Punta Lima Wind Farm, LLC, Plaintiff, v. Punta Lima Development Company, LLC, Defendant.
OPINION AND ORDER
Before the Court is plaintiff Punta Lima Wind Farm, LLC (“Wind Farm”)'s motion for a temporary restraining order (“TRO”) pursuant to Federal Rule of Civil Procedure 65 (“Rule 65”). (Case No. 19-1673, Docket No. 26.) For the reasons set forth below, Wind Farm's motion for injunctive relief is DENIED.
I. Background
Punta Lima Wind Farm, LLC (“Wind Farm”) operates a wind energy facility in Naguabo, Puerto Rico (hereinafter “facility”). (Docket No. 1 at p. 5.) Wind Farm leased property and specialized equipment from defendant Punta Lima Development Company, LLC (“Development Company”) and plaintiff Punta Lima, LLC (“Punta Lima”), respectively.
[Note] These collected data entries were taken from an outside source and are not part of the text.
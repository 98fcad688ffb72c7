use serde::{Deserialize, Serialize};
use uuid::Uuid;

use crate::models::UserProfile;

// -- JWT Claims --

/// Session claims carried by every authenticated request.
#[derive(Debug, Clone, Serialize, Deserialize)]
pub struct Claims {
    pub sub: Uuid,
    pub username: String,
    pub email: String,
    pub exp: usize,
}

// -- Auth --

#[derive(Debug, Deserialize)]
#[serde(deny_unknown_fields)]
pub struct RegisterRequest {
    pub username: String,
    pub email: String,
    pub password: String,
}

#[derive(Debug, Deserialize)]
#[serde(deny_unknown_fields)]
pub struct LoginRequest {
    pub email: String,
    pub password: String,
}

#[derive(Debug, Serialize, Deserialize)]
pub struct AuthResponse {
    pub user: UserProfile,
    pub token: String,
}

// -- Friends --

#[derive(Debug, Deserialize)]
#[serde(deny_unknown_fields)]
pub struct FriendRequestBody {
    pub target_id: Uuid,
}

#[derive(Debug, Deserialize)]
#[serde(deny_unknown_fields)]
pub struct RespondRequest {
    pub request_id: Uuid,
    pub action: String,
}

#[derive(Debug, Deserialize)]
pub struct SearchQuery {
    pub q: Option<String>,
}

// -- Messages --

#[derive(Debug, Deserialize)]
#[serde(deny_unknown_fields)]
pub struct SendMessageRequest {
    pub target_id: Uuid,
    pub content: String,
}

// -- Errors --

/// Stable, machine-checkable error kind. Clients branch on this, never on the message.
#[derive(Debug, Clone, Copy, PartialEq, Eq, Serialize, Deserialize)]
#[serde(rename_all = "snake_case")]
pub enum ErrorKind {
    Unauthenticated,
    InvalidArgument,
    NotFound,
    Conflict,
    Forbidden,
    Internal,
}

#[derive(Debug, Serialize, Deserialize)]
pub struct ErrorBody {
    pub error: ErrorKind,
    pub message: String,
}
pub mod memory;
pub mod migrations;
pub mod models;
pub mod queries;
pub mod store;

pub use memory::MemoryStore;
pub use store::{FriendRequestStore, IdentityStore, MessageStore, Store, StoreError};

use anyhow::Result;
use rusqlite::Connection;
use std::path::Path;
use std::sync::Mutex;
use tracing::info;

/// SQLite-backed store. One connection, serialized behind a mutex.
pub struct Database {
    conn: Mutex<Connection>,
}

impl Database {
    pub fn open(path: &Path) -> Result<Self> {
        let conn = Connection::open(path)?;

        // WAL mode for concurrent reads
        conn.pragma_update(None, "journal_mode", "WAL")?;

        let db = Self::init(conn)?;
        info!("Database opened at {}", path.display());
        Ok(db)
    }

    pub fn open_in_memory() -> Result<Self> {
        Self::init(Connection::open_in_memory()?)
    }

    fn init(conn: Connection) -> Result<Self> {
        conn.pragma_update(None, "foreign_keys", "ON")?;
        migrations::run(&conn)?;
        Ok(Self {
            conn: Mutex::new(conn),
        })
    }

    pub fn with_conn<F, T>(&self, f: F) -> Result<T, StoreError>
    where
        F: FnOnce(&Connection) -> Result<T, StoreError>,
    {
        let conn = self
            .conn
            .lock()
            .map_err(|e| StoreError::Backend(format!("DB lock poisoned: {}", e)))?;
        f(&conn)
    }

    /// Like `with_conn`, but hands out `&mut` so the closure can open a transaction.
    pub fn with_conn_mut<F, T>(&self, f: F) -> Result<T, StoreError>
    where
        F: FnOnce(&mut Connection) -> Result<T, StoreError>,
    {
        let mut conn = self
            .conn
            .lock()
            .map_err(|e| StoreError::Backend(format!("DB lock poisoned: {}", e)))?;
        f(&mut conn)
    }
}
A. The Lease and Sublease Agreements
The facility is located on three parcels of land: (1) the Punta Lima Property, (2) the Montida Property, and (3) the Torres-Hoyos property. Id. at pp. 3—4.
1. The Punta Lima Property
Punta Lima Development Company owns a parcel of land in the Municipality of Naguabo. Id. at p. 3. Wind Farm leased the property from Development Company on December 21, 2012. Id.
2. The Montida Property
Wind Farm leased the Montida property from the Puerto Rico Land Administration (“PRLA”) on June 7, 2011. Id. Subsequently, Wind Farm assigned all rights, title and interest pursuant to the PRLA lease agreement to Development Company on December 20, 2012. Id. at p. 4. Development Company subleased the Montida property to Wind Farm. Id.
3. The Torres-Hoyos Property
Iván Torres-Hoyos, Héctor Torres-Hoyos, and Wind Farm executed a lease agreement on September 21, 2011. Id. Wind Farm assigned all rights, title and interest pursuant to the Torres-Hoyos lease agreement to Development Company on December 19, 2012. Id. Development Company subleased the Torres-Hoyos property to Wind Farm on December 19, 2012. Id. Accordingly, Wind Farm operates the facility on property either owned by Development Company (i.e., the Punta Lima property) or leased by Development Company (i.e., the Montida and Torres-Hoyos properties). Hurricane María destroyed the facility, prompting Wind Farm to default on the lease and sublease agreements. Id. at p. 8.
B. The Equipment Agreement
Santander Bank, N.A. (“Santander”) and Wind Farm entered into a Facility Lease Agreement on December 28, 2012. Id. at p. 5. Santander leased the following equipment to Wind Farm: wind power generating machines, electrical transmission and communication lines, poles, transformers, energy storage units, crane pads, meteorological towers, and other equipment constituting the facility. Id. Punta Lima and Santander entered into a Contribution, Assignment and Assumption Agreement on August 15, 2013. Id. Santander transferred all rights, title and interest pursuant to the Facility Lease Agreement to Punta Lima. Id.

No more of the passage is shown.